② Calculate the slope of the triangle plane, S_{triangle}. If S_{triangle} is not larger than terrain angle t, go to ③. Otherwise, go to ④.
③ Calculate the following two parameters, A_{angle} and D_{distance}, as shown in Figure 4e. This first is the angle between T_{triangle} and a line connecting P_{potential} with the closest triangle vertex, denoted as A_{angle}. The second is the distance from P_{potential} to T_{triangle}, denoted as D_{distance}. If both of the following cases:
A_{angle} ≤ θ
D_{distance} ≤ d
④ Mirroring Ppotential, as shown in Figure 4f. Find the vertex with highest elevation value in Ttriangle, denoted as Pvertex(x_{v}, y_{v}, z_{v}). Ppotential is mirrored as follows:
$\begin{array}{c}{x}_{\text{mirror}}=2{x}_{\text{v}}-{x}_{\text{P}}\\ {y}_{\text{mirror}}=2{y}_{\text{v}}-{y}_{\text{P}}\\ {z}_{\text{mirror}}={z}_{\text{P}}\end{array}$where (x_{mirror}, y_{mirror}, z_{mirror}) are the 3D coordinates of the mirror point. Locate the mirror point, and calculate the angle and distance parameters as done in ③. If the mirror point is determined as a ground point, label P_{potential} as ground measurement, and go to judgment of next point.

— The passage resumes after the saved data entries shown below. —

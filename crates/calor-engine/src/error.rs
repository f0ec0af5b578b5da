//! Run errors and the stage they are reported under.

use std::error::Error;
use std::fmt;
use std::path::PathBuf;

use calor_backend::BackendError;
use calor_core::InputError;

use crate::config::ConfigError;

/// The phase of a run an error belongs to, for user-facing reports.
#[derive(Clone, Copy, Debug, PartialEq, Eq, Hash)]
pub enum Stage {
    /// Input or configuration validation.
    Input,
    /// Platform and device discovery and selection.
    Discovery,
    /// Loading and building the kernel program.
    Compilation,
    /// Buffer setup, stepping and read-back.
    Execution,
}

impl fmt::Display for Stage {
    fn fmt(&self, f: &mut fmt::Formatter<'_>) -> fmt::Result {
        f.write_str(match self {
            Stage::Input => "input",
            Stage::Discovery => "discovery",
            Stage::Compilation => "compilation",
            Stage::Execution => "execution",
        })
    }
}

/// Errors from [`HeatWorld::execute`](crate::HeatWorld::execute).
///
/// A failed run produces no output.
#[derive(Clone, Debug, PartialEq)]
pub enum RunError {
    /// The input grid is malformed.
    Input(InputError),
    /// The host configuration is invalid.
    Config(ConfigError),
    /// No usable platform or device.
    Discovery(BackendError),
    /// The kernel program file could not be read.
    KernelSource {
        /// File that was read.
        path: PathBuf,
        /// OS error text.
        reason: String,
    },
    /// The kernel program failed to build.
    Compile(BackendError),
    /// A backend operation failed after compilation.
    Execution(BackendError),
}

impl RunError {
    /// The stage this error is reported under.
    pub fn stage(&self) -> Stage {
        match self {
            Self::Input(_) | Self::Config(_) => Stage::Input,
            Self::Discovery(_) => Stage::Discovery,
            Self::KernelSource { .. } | Self::Compile(_) => Stage::Compilation,
            Self::Execution(_) => Stage::Execution,
        }
    }
}

impl fmt::Display for RunError {
    fn fmt(&self, f: &mut fmt::Formatter<'_>) -> fmt::Result {
        match self {
            Self::Input(e) => write!(f, "invalid input: {e}"),
            Self::Config(e) => write!(f, "invalid configuration: {e}"),
            Self::Discovery(e) => write!(f, "{e}"),
            Self::KernelSource { path, reason } => {
                write!(f, "cannot read kernel source {}: {reason}", path.display())
            }
            Self::Compile(e) => write!(f, "{e}"),
            Self::Execution(e) => write!(f, "{e}"),
        }
    }
}

impl Error for RunError {
    fn source(&self) -> Option<&(dyn Error + 'static)> {
        match self {
            Self::Input(e) => Some(e),
            Self::Config(e) => Some(e),
            Self::Discovery(e) | Self::Compile(e) | Self::Execution(e) => Some(e),
            Self::KernelSource { .. } => None,
        }
    }
}

impl From<InputError> for RunError {
    fn from(e: InputError) -> Self {
        Self::Input(e)
    }
}

impl From<ConfigError> for RunError {
    fn from(e: ConfigError) -> Self {
        Self::Config(e)
    }
}
//! Double-buffered step loop.
//!
//! [`StepScheduler`] owns the roles of the two state buffers. Each step
//! reads "current", writes "next", waits on a barrier, then swaps roles:
//!
//! ```text
//! step:     0        1        2     ...
//! reads:    A        B        A
//! writes:   B        A        B
//! ```
//!
//! After `k` steps the result lives in A when `k` is even and in B when
//! it is odd. The backend rejects a launch that binds its output as an
//! input, so a step never observes its own writes.

use calor_backend::{BackendError, BufferId, ComputeBackend, KernelArg, ProgramId};
use calor_core::{Coefficients, EdgePolicy};

use crate::kernel::ENTRY_POINT;

/// The run-constant part of every step launch.
#[derive(Clone, Copy, Debug, PartialEq)]
pub struct StepLaunch {
    /// Compiled program holding `heat_step`.
    pub program: ProgramId,
    /// Grid dimension; the index space is `[n, n]`.
    pub n: usize,
    /// Diffusion weights.
    pub coefficients: Coefficients,
    /// Edge policy passed to the kernel.
    pub edge: EdgePolicy,
    /// Read-only descriptor buffer.
    pub descriptors: BufferId,
}

impl StepLaunch {
    fn args(&self, current: BufferId, next: BufferId) -> [KernelArg; 6] {
        [
            KernelArg::Float(self.coefficients.inner),
            KernelArg::Float(self.coefficients.outer),
            KernelArg::Uint(self.edge.code()),
            KernelArg::Buffer(self.descriptors),
            KernelArg::Buffer(current),
            KernelArg::Buffer(next),
        ]
    }
}

/// Alternates two state buffers across steps.
#[derive(Clone, Debug, PartialEq, Eq)]
pub struct StepScheduler {
    buffers: [BufferId; 2],
    /// Which buffer holds the current state (false = A, true = B).
    b_is_current: bool,
    steps_run: usize,
}

impl StepScheduler {
    /// Start with `a` holding the initial state and `b` as scratch.
    pub fn new(a: BufferId, b: BufferId) -> Self {
        Self {
            buffers: [a, b],
            b_is_current: false,
            steps_run: 0,
        }
    }

    /// Buffer holding the latest completed state.
    pub fn current(&self) -> BufferId {
        self.buffers[self.b_is_current as usize]
    }

    /// Buffer the next step writes.
    pub fn next(&self) -> BufferId {
        self.buffers[!self.b_is_current as usize]
    }

    /// Steps completed so far.
    pub fn steps_run(&self) -> usize {
        self.steps_run
    }

    /// Exchange the roles of the two buffers.
    pub fn swap(&mut self) {
        self.b_is_current = !self.b_is_current;
    }

    /// Run `steps` launches, each followed by a barrier and a swap.
    ///
    /// On error the roles are left as they were after the last completed
    /// step; callers discard the run.
    pub fn run<B: ComputeBackend + ?Sized>(
        &mut self,
        backend: &mut B,
        launch: &StepLaunch,
        steps: usize,
    ) -> Result<(), BackendError> {
        let global = [launch.n, launch.n];
        for t in 0..steps {
            let args = launch.args(self.current(), self.next());
            backend.launch(launch.program, ENTRY_POINT, global, &args)?;
            backend.barrier()?;
            self.swap();
            self.steps_run += 1;
            tracing::trace!(step = t, current = %self.current(), "step complete");
        }
        Ok(())
    }
}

If all points within the current segment have been judged, set the segment in a processed state, and count the number of the ground points and the number of the object points. If the number of ground measurements is larger than the object measurements, label all of the points within the current segment as ground measurement. Otherwise, label them as object measurements again, and go to judgment of next unprocessed segment. However, if all segments are processed and labeled, go to step (4).
- (4)
The newly detected terrain segments are added into the TIN as follows:
① Locate the ground point, P_{ground}(x_{g}, y_{g}, z_{g}) in each terrain segment one by one. Find the triangle, T'_{triangle}, which the P_{ground} is inside or on the edge of or on the vertex of.
② Calculate the length of each edge of T'_{triangle} in horizontal plane. If the length of any edge is larger than l, add P_{ground} into the TIN. Otherwise, go to the judgment of the next newly detected ground point.
- (5)
Repeat (3) and (4) until no further segment is added to the set of terrain segments anymore.

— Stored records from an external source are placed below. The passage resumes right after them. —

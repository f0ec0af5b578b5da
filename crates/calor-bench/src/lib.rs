//! Benchmark profiles for the Calor heat simulator.
//!
//! - [`reference_profile`]: 128x128 grid (16K cells), generated materials
//! - [`stress_profile`]: 512x512 grid (~262K cells) for scaling runs
//! - [`config`]: a host config for a fixed step count and device

#![forbid(unsafe_code)]
#![deny(rustdoc::broken_intra_doc_links)]

use calor_core::HeatWorldInput;
use calor_engine::{puzzle, HostConfig};

/// Build the reference profile: 128x128 grid with alpha 0.1.
pub fn reference_profile(seed: u64) -> HeatWorldInput {
    puzzle::generate(128, seed)
}

/// Build the stress profile: 512x512 grid with alpha 0.1.
pub fn stress_profile(seed: u64) -> HeatWorldInput {
    puzzle::generate(512, seed)
}

/// Host config running `steps` steps on `device` with `workers` threads.
pub fn config(device: usize, workers: usize, steps: usize) -> HostConfig {
    HostConfig {
        device,
        workers: Some(workers),
        steps: Some(steps),
        ..Default::default()
    }
}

4. Experiments and Performance Evaluation
A prototype software system for filtering ALS data has been developed using VC++6.0 IDE under the Windows XP Operating System. The hardware we used is a Lenovo workstation W520, with an Intel Pentium 2.40 GHz CPU and 2.98 GB RAM. The classic PTD method [27], PCSS segmentation method [18], and the proposed SBF approach are integrated into the developed system. Note that we implemented the PTD and PCSS from scratch. Additionally, the triangulation of the ALS points was done by integrating an existing implementation of a 2D Delaunay triangulator called Triangle [46] and the KNN was done by integrating an existing implementation of kd tree called ANN [47].
4.1. Experimental Data
The benchmark data from ISPRS Commission III, Working Group III are employed to compare the performances of the PTD method and the proposed SBF method. It includes eight sites consisting of different terrains: four urban sites and four rural/wooded sites, as well as 15 reference samples of sub-areas. The eight datasets are named as CSite1-8, respectively, as listed in Table 1. The test data cover various land-use and land-cover types including buildings, vegetation, rivers, roads, railroads, bridges, etc. These data were obtained by an Optech ALTM scanner over the Vaihingen/Enz test field and the Stuttgart city center. The overall characteristics of these eight datasets refer to Sithole and Vosselman [17]. The point spacing is 1.0 to 1.5 m for urban sites and 2.0 to 3.5 m for rural sites, respectively. Moreover, there are a total of 15 reference samples for testing the filtering accuracy; the reference data were generated by manual filtering with knowledge of the seven landscapes and available aerial images [17]. As the CSite8 does not have a reference dataset, it was excluded for further experiment and analysis. Note that the laser data were collected with both first and last echoes/returns, which does not mean there is no single return in the data. To perform multiple echoes analysis, the original two echoes of each pulse are labeled as single returns or multiple returns based on the following rules:
If intensity values of the two echoes are not same, they are both labeled as multiple echoes;
Otherwise, calculate the 3D distance of the two echoes:
▪ If their distance is larger than an experienced threshold, 0.5 m, they are also labeled as multiple echoes;
▪ Otherwise, they are both labeled as single echoes.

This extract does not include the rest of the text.